But taking out all literary analysis and focusing only on Susan’s inner life and the unusual workings of Narnia, I have my own theory on the matter. It is so noticeable that Susan entirely forgot about the reality of Narnia, even though she had been there when she was far too old to forget about it. If she had been ten years younger, then she might have mixed up her vague memories with imagination and play. But Susan’s rejection of the experiences of her teenage years border on an actual amnesia, which indicates a deeper reason. The aforementioned grief and sorrow aside, I think there is a rather magical reason to it.

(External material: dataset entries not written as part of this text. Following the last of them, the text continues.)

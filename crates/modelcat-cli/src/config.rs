//! Command-line arguments and the resolved CLI configuration.

use crate::formatter::OutputFormat;
use clap::{Parser, Subcommand};
use std::path::PathBuf;

/// Default log level when `RUST_LOG` is unset.
pub const DEFAULT_LOG_LEVEL: &str = "warn";

/// Modelcat catalog navigator
#[derive(Parser, Debug)]
#[command(name = "modelcat")]
#[command(version, about = "Browse a data-model catalog from the terminal")]
pub struct Args {
    /// Catalog JSON file (default: built-in sample catalog)
    #[arg(short = 'c', long, global = true)]
    pub catalog: Option<PathBuf>,

    /// Output format
    #[arg(long, default_value = "table", value_enum, global = true)]
    pub format: OutputFormat,

    /// Log level (trace, debug, info, warn, error)
    #[arg(long, default_value = DEFAULT_LOG_LEVEL, global = true)]
    pub log_level: String,

    #[command(subcommand)]
    pub command: Command,
}

#[derive(Subcommand, Debug, Clone, PartialEq, Eq)]
pub enum Command {
    /// Print the navigator tree as currently expanded
    Tree {
        /// Expand a node (repeatable)
        #[arg(long = "expand", value_name = "ID")]
        expand: Vec<String>,

        /// Collapse a node (repeatable)
        #[arg(long = "collapse", value_name = "ID")]
        collapse: Vec<String>,

        /// Expand every branch
        #[arg(long, default_value_t = false)]
        all: bool,
    },

    /// List every model at or below a node
    Models {
        /// Node id
        id: String,
    },

    /// Show the selection view for a node: properties for a model, a listing otherwise
    Show {
        /// Node id
        id: String,
    },

    /// Print node counts for the catalog
    Stats,

    /// Parse assistant actions from a JSON file and summarize them
    Actions {
        /// JSON file holding one action or an array of actions
        file: PathBuf,
    },

    /// Write the loaded catalog as JSON
    Export,
}

/// Resolved configuration for one invocation.
#[derive(Debug, Clone)]
pub struct CliConfig {
    pub catalog: Option<PathBuf>,
    pub format: OutputFormat,
    pub log_level: String,
    pub command: Command,
}

impl From<Args> for CliConfig {
    fn from(args: Args) -> Self {
        Self {
            catalog: args.catalog,
            format: args.format,
            log_level: args.log_level,
            command: args.command,
        }
    }
}

impl CliConfig {
    /// Filter directive covering the workspace crates.
    pub fn log_directive(&self) -> String {
        format!(
            "modelcat_core={level},modelcat_cli={level}",
            level = self.log_level
        )
    }
}

#[cfg(test)]
mod tests {
    use super::*;

    #[test]
    fn test_parse_tree_flags() {
        let args = Args::parse_from([
            "modelcat", "tree", "--expand", "lib-1", "--expand", "lib-2", "--collapse", "cat-1",
        ]);
        let config = CliConfig::from(args);

        assert_eq!(config.format, OutputFormat::Table);
        assert!(config.catalog.is_none());
        assert_eq!(
            config.command,
            Command::Tree {
                expand: vec!["lib-1".into(), "lib-2".into()],
                collapse: vec!["cat-1".into()],
                all: false,
            }
        );
    }

    #[test]
    fn test_global_flags_after_subcommand() {
        let args = Args::parse_from([
            "modelcat", "models", "cat-1", "--format", "json", "--catalog", "cat.json",
        ]);
        let config = CliConfig::from(args);

        assert_eq!(config.format, OutputFormat::Json);
        assert_eq!(config.catalog, Some(PathBuf::from("cat.json")));
        assert_eq!(config.command, Command::Models { id: "cat-1".into() });
    }

    #[test]
    fn test_log_directive() {
        let args = Args::parse_from(["modelcat", "--log-level", "debug", "stats"]);
        let config = CliConfig::from(args);
        assert_eq!(config.log_directive(), "modelcat_core=debug,modelcat_cli=debug");
    }
}
//! Projections of selected models for tabular and detail display.

use crate::catalog::{ModelKind, ModelMetadata, ModelStatus, StructureCounts, TreeNode};
use chrono::{DateTime, Utc};
use serde::Serialize;
use std::fmt;

/// Action offered on a listing row.
#[derive(Debug, Clone, Copy, PartialEq, Eq, Serialize)]
#[serde(rename_all = "lowercase")]
pub enum RowAction {
    /// Open the model for editing or checkout.
    Open,
    /// Read-only view: the model is locked or carries no metadata.
    View,
}

impl RowAction {
    fn for_metadata(metadata: Option<&ModelMetadata>) -> Self {
        match metadata.map(|m| m.status) {
            Some(ModelStatus::CheckedIn) | Some(ModelStatus::CheckedOut) => RowAction::Open,
            Some(ModelStatus::Locked) | None => RowAction::View,
        }
    }
}

impl fmt::Display for RowAction {
    fn fmt(&self, f: &mut fmt::Formatter<'_>) -> fmt::Result {
        match self {
            RowAction::Open => write!(f, "open"),
            RowAction::View => write!(f, "view"),
        }
    }
}

/// One row of the model listing.
#[derive(Debug, Clone, PartialEq, Serialize)]
pub struct ModelRow {
    pub id: String,
    pub name: String,
    pub model_type: Option<ModelKind>,
    pub database: Option<String>,
    pub version: Option<String>,
    pub last_modified: Option<DateTime<Utc>>,
    pub last_modified_by: Option<String>,
    pub status: Option<ModelStatus>,
    pub checked_out_by: Option<String>,
    pub action: RowAction,
}

impl ModelRow {
    /// Project a model node into a listing row.
    pub fn from_node(node: &TreeNode) -> Self {
        let meta = node.metadata.as_ref();
        Self {
            id: node.id().to_string(),
            name: node.name.clone(),
            model_type: meta.map(|m| m.model_type),
            database: meta.map(|m| m.database.clone()),
            version: meta.map(|m| m.version.clone()),
            last_modified: meta.map(|m| m.last_modified),
            last_modified_by: meta.map(|m| m.last_modified_by.clone()),
            status: meta.map(|m| m.status),
            checked_out_by: meta.and_then(|m| m.checked_out_by.clone()),
            action: RowAction::for_metadata(meta),
        }
    }
}

/// A labelled value in the properties panel.
#[derive(Debug, Clone, PartialEq, Eq, Serialize)]
pub struct Property {
    pub section: &'static str,
    pub label: &'static str,
    pub value: String,
}

/// Properties panel for a single selected model.
#[derive(Debug, Clone, PartialEq, Serialize)]
pub struct ModelDetail {
    pub id: String,
    pub name: String,
    /// Names from the root down to the parent library.
    pub breadcrumb: Vec<String>,
    pub metadata: Option<ModelMetadata>,
}

impl ModelDetail {
    pub fn new(node: &TreeNode, ancestors: &[&TreeNode]) -> Self {
        Self {
            id: node.id().to_string(),
            name: node.name.clone(),
            breadcrumb: ancestors.iter().map(|n| n.name.clone()).collect(),
            metadata: node.metadata.clone(),
        }
    }

    /// Panel rows in display order. Only general rows appear when the model
    /// has no metadata.
    pub fn properties(&self) -> Vec<Property> {
        let mut props = vec![
            prop("General", "Name", self.name.clone()),
            prop("General", "Id", self.id.clone()),
        ];
        if !self.breadcrumb.is_empty() {
            props.push(prop("General", "Path", self.breadcrumb.join(" / ")));
        }

        let Some(meta) = &self.metadata else {
            return props;
        };

        props.extend([
            prop("General", "Model type", meta.model_type.to_string()),
            prop("General", "Database", meta.database.clone()),
            prop("General", "Description", meta.description.clone()),
            prop("General", "Location", meta.location.clone()),
            prop("Versioning", "Version", meta.version.clone()),
            prop("Versioning", "Status", meta.status.to_string()),
        ]);
        if let Some(owner) = &meta.checked_out_by {
            props.push(prop("Versioning", "Checked out by", owner.clone()));
        }
        props.extend([
            prop("Versioning", "Last modified", format_stamp(&meta.last_modified)),
            prop("Versioning", "Modified by", meta.last_modified_by.clone()),
            prop("Versioning", "Created", format_stamp(&meta.created_date)),
            prop("Versioning", "Created by", meta.created_by.clone()),
        ]);
        props.extend(structure_props(&meta.counts));
        props.push(prop("Tags", "Tags", meta.tags.join(", ")));
        props
    }
}

fn structure_props(counts: &StructureCounts) -> [Property; 4] {
    [
        prop("Structure", "Tables", counts.tables.to_string()),
        prop("Structure", "Views", counts.views.to_string()),
        prop("Structure", "Relationships", counts.relationships.to_string()),
        prop("Structure", "Columns", counts.columns.to_string()),
    ]
}

fn prop(section: &'static str, label: &'static str, value: String) -> Property {
    Property {
        section,
        label,
        value,
    }
}

fn format_stamp(stamp: &DateTime<Utc>) -> String {
    stamp.format("%Y-%m-%d %H:%M UTC").to_string()
}

#[cfg(test)]
mod tests {
    use super::*;
    use crate::catalog::NodeKind;
    use chrono::TimeZone;

    fn meta() -> ModelMetadata {
        let stamp = Utc.with_ymd_and_hms(2024, 5, 6, 14, 0, 0).unwrap();
        ModelMetadata::new(ModelKind::Physical, "PostgreSQL", "1.4.0", stamp, "alice")
            .with_counts(3, 1, 2, 20)
            .with_tags(["billing", "core"])
    }

    #[test]
    fn test_row_from_model() {
        let node = TreeNode::model("m-1", "Invoices", meta().checked_out("bob"));
        let row = ModelRow::from_node(&node);

        assert_eq!(row.name, "Invoices");
        assert_eq!(row.database.as_deref(), Some("PostgreSQL"));
        assert_eq!(row.status, Some(ModelStatus::CheckedOut));
        assert_eq!(row.checked_out_by.as_deref(), Some("bob"));
        assert_eq!(row.action, RowAction::Open);
    }

    #[test]
    fn test_row_actions() {
        let locked = TreeNode::model("m-2", "Ledger", meta().locked());
        assert_eq!(ModelRow::from_node(&locked).action, RowAction::View);

        let bare = TreeNode::new("m-3", "Draft", NodeKind::Model);
        let row = ModelRow::from_node(&bare);
        assert_eq!(row.action, RowAction::View);
        assert!(row.version.is_none());
    }

    #[test]
    fn test_detail_properties() {
        let lib = TreeNode::library("lib", "Billing");
        let node = TreeNode::model("m-1", "Invoices", meta());
        let detail = ModelDetail::new(&node, &[&lib]);
        let props = detail.properties();

        let lookup = |label: &str| {
            props
                .iter()
                .find(|p| p.label == label)
                .map(|p| p.value.clone())
        };
        assert_eq!(lookup("Path").as_deref(), Some("Billing"));
        assert_eq!(lookup("Status").as_deref(), Some("checked-in"));
        assert_eq!(lookup("Last modified").as_deref(), Some("2024-05-06 14:00 UTC"));
        assert_eq!(lookup("Tables").as_deref(), Some("3"));
        assert_eq!(lookup("Tags").as_deref(), Some("billing, core"));
        assert!(lookup("Checked out by").is_none());
    }

    #[test]
    fn test_detail_without_metadata() {
        let node = TreeNode::new("m-3", "Draft", NodeKind::Model);
        let props = ModelDetail::new(&node, &[]).properties();
        let labels: Vec<&str> = props.iter().map(|p| p.label).collect();
        assert_eq!(labels, vec!["Name", "Id"]);
    }
}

The Pevensies had forgotten about their life in England sometime during the fifteen years in which they ruled Narnia. They remembered Narnia upon their return, perhaps, because it seemed so much nearer to them, much more real and important, so they didn’t forget—whereas Susan, after some time, began to feel about Narnia the way they all had felt about England. It mattered less, and its magic, an effect perhaps drawn from the Wood between the Worlds, made her forget as though it was only imagined.

Of true importance is only this: Susan had, by the end of The Last Battle, still a long way ahead of her, and many sorrows and difficulties to face. But it was also an open way, and I am sure it led to the Real Narnia, in the end, despite all the curves and crossroads and dead ends it contained.

The Man under the Umbrella

I am well aware of Friedrich Bhaer’s unpopularity, but I don’t understand it. I am aware of it, because it has been so often stated and explained; I don’t understand it because nothing of it makes sense—personal preferences aside, everyone has a right to like (or dislike) whoever they want, after all.

“Me wants me Bhaer!”—Tina, the daughter of Mrs Kirke’s French maid, said as she flung herself into the arms of this controversial character, and her words express my own feelings perfectly.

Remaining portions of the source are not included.